Pascal Quignard : “Je me soucie plus des œuvres que des créateurs”

2023-09-01 22:26:16

Peut-être que je te laisserai vivre entouré de livres, des partitions et un modeste piano mural, mais le nord-ouest bruyant de Paris ne garantit pas le calme minéral de sa maison au pied de l’Yonne, à plus d’une centaine de kilomètres de Paris et où, assure-t-il, il n’a jamais raté un lever de soleil. Pascal Quignard (Verneuil-sur-Avre, 1948) s’arrête dans l’entretien pour fermer la fenêtre et rétablir le silence de son pied-à-terre dans la capitale de la Seineà l’ombre des platanes du parc des Buttes-Chaumont.

L’auteur du cycle diaristique éblouissant Dernier Royaume, de sexe et peur o Chaque matin dans le monde quitte les éditions Gallimard en 1994 pour s’exiler volontairement cela le rapproche de ce « syndicat des solitaires » de La Boétie, de Mallarmé ou de son admiré Montaigne.

Polygraphe, soliste baroque, spécialiste du corpus gréco-latin et oriental, il recevra le 22 septembre le Prix Formentor avec l’élégante timidité qui caractérise ce pianiste passionné, au dos droit et aux yeux bleus vifs.

Cinq décennies après la publication de ses premiers textes, Quignard a fondé une dissidence dans les lettres gauloises, une œuvre multi-primée, sensorielle et érudite, cousue de merveilles infinies. « D’énigmes », ajoute-t-il avec la malice de celui qui garde un secret. Il ne fait pas confiance au monde, ni au langage. C’est peut-être l’engagement des musiciens qui habitent ses romans : abandonner la partition. Qui sait si ça s’arrête être partition.

Q. El Formentor consolide votre réputation d’écrivain culte, mais vous aimez toujours vous affirmer avant tout en tant que lecteur.

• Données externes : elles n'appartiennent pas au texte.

//! Percent-encoding helpers
//!
//! Two flavours are needed: plain percent-coding for paths (`/` and `:` kept
//! verbatim) and form coding for parameter keys and values, where a space is
//! written as `+`.

use super::UrlError;

const HEX: &[u8; 16] = b"0123456789ABCDEF";

fn is_unreserved(b: u8) -> bool {
    b.is_ascii_alphanumeric() || matches!(b, b'-' | b'.' | b'_' | b'~')
}

fn push_escaped(out: &mut String, b: u8) {
    out.push('%');
    out.push(HEX[(b >> 4) as usize] as char);
    out.push(HEX[(b & 0x0F) as usize] as char);
}

fn hex_value(b: u8) -> Option<u8> {
    match b {
        b'0'..=b'9' => Some(b - b'0'),
        b'a'..=b'f' => Some(b - b'a' + 10),
        b'A'..=b'F' => Some(b - b'A' + 10),
        _ => None,
    }
}

fn decode_bytes(input: &str, plus_as_space: bool) -> Result<String, UrlError> {
    let bytes = input.as_bytes();
    let mut out = Vec::with_capacity(bytes.len());
    let mut i = 0;

    while i < bytes.len() {
        match bytes[i] {
            b'%' => {
                let hi = bytes.get(i + 1).copied().and_then(hex_value);
                let lo = bytes.get(i + 2).copied().and_then(hex_value);
                match (hi, lo) {
                    (Some(hi), Some(lo)) => out.push((hi << 4) | lo),
                    _ => {
                        return Err(UrlError::Decode {
                            input: input.to_string(),
                            offset: i,
                        })
                    }
                }
                i += 3;
            }
            b'+' if plus_as_space => {
                out.push(b' ');
                i += 1;
            }
            b => {
                out.push(b);
                i += 1;
            }
        }
    }

    String::from_utf8(out).map_err(|_| UrlError::Decode {
        input: input.to_string(),
        offset: 0,
    })
}

/// Percent-decode a path component
pub fn decode(input: &str) -> Result<String, UrlError> {
    decode_bytes(input, false)
}

/// Percent-encode a path component, keeping `/`
pub fn encode(input: &str) -> String {
    let mut out = String::with_capacity(input.len());
    for &b in input.as_bytes() {
        if is_unreserved(b) || b == b'/' {
            out.push(b as char);
        } else {
            push_escaped(&mut out, b);
        }
    }
    out
}

/// Encode a path for use inside a subscription key
///
/// Keeps `:` so process variable names stay readable; everything that could
/// be mistaken for a URL delimiter is escaped.
pub fn encode_key_path(input: &str) -> String {
    let mut out = String::with_capacity(input.len());
    for &b in input.as_bytes() {
        if is_unreserved(b) || b == b'/' || b == b':' {
            out.push(b as char);
        } else {
            push_escaped(&mut out, b);
        }
    }
    out
}

/// Decode a form-encoded key or value (`+` is a space)
pub fn decode_form(input: &str) -> Result<String, UrlError> {
    decode_bytes(input, true)
}

/// Form-encode a key or value (space becomes `+`)
pub fn encode_form(input: &str) -> String {
    let mut out = String::with_capacity(input.len());
    for &b in input.as_bytes() {
        if is_unreserved(b) {
            out.push(b as char);
        } else if b == b' ' {
            out.push('+');
        } else {
            push_escaped(&mut out, b);
        }
    }
    out
}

R. Un lecteur reconnaissant. Ce qu’il y a de beau avec le Prix Formentor, c’est qu’il stimule la traduction, c’est-à-dire le voyage des livres. À l’exception du latin et du grec, je ne parle que le français. Freud disait : « Il faut savoir traverser la frontière ». Eh bien, ce prix traverse les frontières à la recherche de nouveaux lecteurs, ce qui m’excite au-delà de toute reconnaissance. Vous savez que la société ne m’a jamais fasciné (rires timidement).

Q. Vaut-il mieux lire en dehors de la société ?

R. Il est préférable de le lire en silence. Lire, c’est recevoir. Et la lecture convoque la passivité de mon personnage. Il m’est terriblement difficile de digérer le monde, l’amour, la peur, la mort… La même chose arrive à beaucoup d’animaux.

J’ai terriblement du mal à digérer le monde

Q. Vous aimez le chat.

R. J’admire leur façon de savourer les silences, leur misanthropie, les petits plaisirs que leur permet la civilisation. Je suis comme eux. Bien sûr, j’apprécie le confort du civilisé, mais j’aspire à sa liberté sauvage, étrangère aux positions ou aux fonctions. Je finis toujours par démissionner.

Q. En 1994, vous avez quitté Paris brutalement, à la manière de Sainte Colombe, la musicienne ermite qui joue dans Chaque matin dans le monde.

R. J’ai travaillé vingt-cinq ans aux éditions Gallimard. Pour quelqu’un comme moi, ce n’est pas mal du tout. Autant les religions et les idéologies répètent le contraire, autant je doute que nous soyons faits pour vivre en groupe. Nous naissons et mourons seuls. En plus, nous rêvons seuls. Le grammairien Émile Benveniste, que j’ai connu enfant, disait qu’il y a une première personne du singulier, une deuxième et une troisième, mais jamais de personnes au pluriel. Le « Nous », malgré le marxisme, n’est pas une personne. Cette idée m’a aidé à excuser mon propre retrait de la vie publique.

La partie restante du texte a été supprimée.